Column: Harris or Trump? The outcome could be in the hands of voters 65 and older
At the 11th hour, in which the Day of the Dead will be followed by the Day of Dread, the outcome of the presidential election is a toss-up. But if you want to risk the nest egg on something, here’s a safe bet:
Voter turnout will be greater in the rapidly growing 65-and-older age group than in any other. That’s the way it’s been since 1988, and it’s not likely to change next week. In 2020, 72% of registered seniors voted, compared with the national average of 62% for all age groups, with a turnout of just 48% for voters 18 to 24 years old.
In other words, my age group could well determine the outcome between former President Trump and Vice President Kamala Harris.
So how are we leaning?
There’s no easy answer, despite polls and headlines that suggest otherwise.
A CNN story said that Harris “may be the first Democratic nominee to win seniors since Al Gore,” citing a September poll that gave her a 50%-46% advantage. A New York Times/Siena poll had Harris up by 2 points over Trump among seniors in early October after trailing him the previous month.
“We may end up remembering 2024 as the year the gerontocracy voted itself out of office,” said the New Republic.
But have you ever gotten a sunny forecast on your weather app, then looked out the window to see rain falling? Polls can be just as flighty, and in fact, a Pew Research Center poll in early October gave Trump a 51%-47% lead among seniors, concluding that “Trump is favored among older voters and men; Harris performs better among younger voters, women.”
So I reached out directly to older voters to see how they size things up, beginning with a Trump supporter I used to meet with once a year, to find out if he was still standing by his man. Dana Martin, 70, has left California for Idaho since we last spoke, and told me his neighborhood — in a Boise suburb — is filled with other conservatives who fled California.
I mentioned the polls that suggest Harris is leading the traditionally conservative bloc of older voters, and asked Martin if he thought that was because seniors recall a time when a presidential candidate didn’t use profanity and insults.
Martin noted that polls, which he doesn’t trust, are inconclusive, and he said that while he still cringes at times when Trump speaks, “I don’t think any of his ramblings will cost him the election.”
What will win him the election, Martin predicted, is inflation, gas prices, energy costs, crime and immigration.
“When Trump came up with a statement that he wasn’t going to tax Social Security benefits, I think that was a big plus,” Martin said. (Economists argue that such a move would further stress the system.) Martin later texted me to add that a bank manager in Idaho told him that “seniors have come out of retirement because of the rising costs of food, fuel and services.”
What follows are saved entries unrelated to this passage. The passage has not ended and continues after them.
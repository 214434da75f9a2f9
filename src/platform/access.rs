use std::{
    io::{self, ErrorKind},
    path::{Path, PathBuf},
    process::{ExitStatus, Stdio},
};

use anyhow::{anyhow, Result};
use async_trait::async_trait;
use tokio::task::JoinHandle;
use tracing::{debug, error, info, warn};

use super::UsageAccess;

pub const GRANT_FILE: &str = "usage-access";

/// Usage access represented by a marker file in the application directory. Granting and revoking
/// is done by whatever the settings command opens (or directly through the cli).
pub struct GrantFileAccess {
    grant_path: PathBuf,
    settings_command: Option<String>,
}

impl GrantFileAccess {
    pub fn new(app_dir: &Path, settings_command: Option<String>) -> Self {
        Self {
            grant_path: app_dir.join(GRANT_FILE),
            settings_command,
        }
    }

    pub async fn grant(&self) -> Result<()> {
        tokio::fs::write(&self.grant_path, b"").await?;
        info!("Usage access granted");
        Ok(())
    }

    pub async fn revoke(&self) -> Result<()> {
        match tokio::fs::remove_file(&self.grant_path).await {
            Ok(_) => {
                info!("Usage access revoked");
                Ok(())
            }
            Err(e) if e.kind() == ErrorKind::NotFound => Ok(()),
            Err(e) => Err(e.into()),
        }
    }

    /// Spawns the settings command in its own process group. The returned task reaps it once
    /// it exits, so a long running process doesn't collect zombies.
    fn launch_settings(command_line: &str) -> Result<JoinHandle<io::Result<ExitStatus>>> {
        let mut parts = command_line.split_whitespace();
        let program = parts
            .next()
            .ok_or_else(|| anyhow!("Settings command is empty"))?;
        let mut command = tokio::process::Command::new(program);
        command.args(parts);
        command.stdin(Stdio::null());
        command.stdout(Stdio::null());
        command.stderr(Stdio::null());

        #[cfg(unix)]
        {
            command.process_group(0);
        }

        let mut child = command.spawn()?;
        Ok(tokio::spawn(async move {
            let status = child.wait().await;
            debug!("Settings command finished with {status:?}");
            status
        }))
    }
}

#[async_trait]
impl UsageAccess for GrantFileAccess {
    async fn has_permission(&self) -> Result<bool> {
        Ok(tokio::fs::try_exists(&self.grant_path).await?)
    }

    async fn request_permission(&self) -> Result<bool> {
        let Some(command_line) = self.settings_command.as_deref() else {
            warn!("No settings command configured, can't request usage access");
            return Ok(false);
        };

        match Self::launch_settings(command_line) {
            Ok(_) => {
                info!("Launched settings command {command_line}");
                Ok(true)
            }
            Err(e) => {
                error!("Failed to launch settings command {command_line}: {e:?}");
                Ok(false)
            }
        }
    }
}

#[cfg(test)]
mod tests {
    use anyhow::Result;
    use tempfile::tempdir;

    use crate::platform::UsageAccess;

    use super::GrantFileAccess;

    #[tokio::test]
    async fn test_grant_and_revoke() -> Result<()> {
        let dir = tempdir()?;
        let access = GrantFileAccess::new(dir.path(), None);

        assert!(!access.has_permission().await?);
        access.grant().await?;
        assert!(access.has_permission().await?);
        access.revoke().await?;
        assert!(!access.has_permission().await?);
        // Revoking twice is fine.
        access.revoke().await?;
        Ok(())
    }

    #[tokio::test]
    async fn test_request_without_command() -> Result<()> {
        let dir = tempdir()?;
        let access = GrantFileAccess::new(dir.path(), None);
        assert!(!access.request_permission().await?);
        Ok(())
    }

    #[tokio::test]
    async fn test_request_with_missing_program() -> Result<()> {
        let dir = tempdir()?;
        let access = GrantFileAccess::new(
            dir.path(),
            Some("definitely-not-an-existing-settings-program --open".into()),
        );
        assert!(!access.request_permission().await?);
        Ok(())
    }

    #[cfg(unix)]
    #[tokio::test]
    async fn test_request_launches_command() -> Result<()> {
        let dir = tempdir()?;
        let access = GrantFileAccess::new(dir.path(), Some("true".into()));
        assert!(access.request_permission().await?);
        // Launching says nothing about the grant.
        assert!(!access.has_permission().await?);
        Ok(())
    }

    #[cfg(unix)]
    #[tokio::test]
    async fn test_launched_command_is_reaped() -> Result<()> {
        let status = GrantFileAccess::launch_settings("true --ignored")?.await??;
        assert!(status.success());

        let status = GrantFileAccess::launch_settings("false")?.await??;
        assert!(!status.success());
        Ok(())
    }

    #[test]
    fn test_empty_settings_command() {
        assert!(GrantFileAccess::launch_settings("   ").is_err());
    }
}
In Rancho Palos Verdes, 82-year-old Norman Eagle thinks Trump’s antics can be appalling, and for a presidential candidate, “the name-calling is beyond anything that I’ve experienced in my lifetime.” Eagle added that as somewhat of a moderate who didn’t vote for Trump or Hillary Clinton in 2016 but went with Trump four years later, “I find his personal qualities to be obnoxious.”
But he’s voting for Trump anyway.
Why?
Because he thinks Trump will be better on the border and the economy, and because Trump has taken a wrecking ball to political correctness.
Eagle told me he had been a loyal Democrat as a young man but switched parties when he quit teaching to run his father’s corrugated box company, where he wrestled with labor issues and saw the world from a different vantage point. His transformation has cost him more than one friendship, he said, and he became estranged from a lifelong best friend he had gone to grade school with in Los Feliz.
I asked him to put me in touch with the friend.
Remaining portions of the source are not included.